BEGIN Data listing
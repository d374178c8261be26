//! Corpus snapshot loading
//!
//! The full song list is read once at startup and kept in memory as the
//! fallback retrieval source. A missing or unreadable corpus is not
//! fatal: the service starts with an empty snapshot and the retriever
//! simply has nothing to fall back on.

use advisor_common::types::Song;
use advisor_common::Result;
use std::path::Path;
use tracing::{info, warn};

/// Load the corpus snapshot from `songs.json`.
pub fn load_corpus(path: &Path) -> Result<Vec<Song>> {
    let content = std::fs::read_to_string(path)?;
    let songs: Vec<Song> = serde_json::from_str(&content)?;
    Ok(songs)
}

/// Load the corpus, degrading to an empty snapshot on failure.
pub fn load_corpus_or_empty(path: &Path) -> Vec<Song> {
    match load_corpus(path) {
        Ok(songs) => {
            info!("loaded {} songs from {}", songs.len(), path.display());
            songs
        }
        Err(e) => {
            warn!("could not load corpus from {}: {e}", path.display());
            Vec::new()
        }
    }
}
END Data listing
Task statement — Copy out the records once more. Match them exactly.

Task solution —
repository d374178c8261be26
//! Corpus snapshot loading
//!
//! The full song list is read once at startup and kept in memory as the
//! fallback retrieval source. A missing or unreadable corpus is not
//! fatal: the service starts with an empty snapshot and the retriever
//! simply has nothing to fall back on.

use advisor_common::types::Song;
use advisor_common::Result;
use std::path::Path;
use tracing::{info, warn};

/// Load the corpus snapshot from `songs.json`.
pub fn load_corpus(path: &Path) -> Result<Vec<Song>> {
    let content = std::fs::read_to_string(path)?;
    let songs: Vec<Song> = serde_json::from_str(&content)?;
    Ok(songs)
}

/// Load the corpus, degrading to an empty snapshot on failure.
pub fn load_corpus_or_empty(path: &Path) -> Vec<Song> {
    match load_corpus(path) {
        Ok(songs) => {
            info!("loaded {} songs from {}", songs.len(), path.display());
            songs
        }
        Err(e) => {
            warn!("could not load corpus from {}: {e}", path.display());
            Vec::new()
        }
    }
}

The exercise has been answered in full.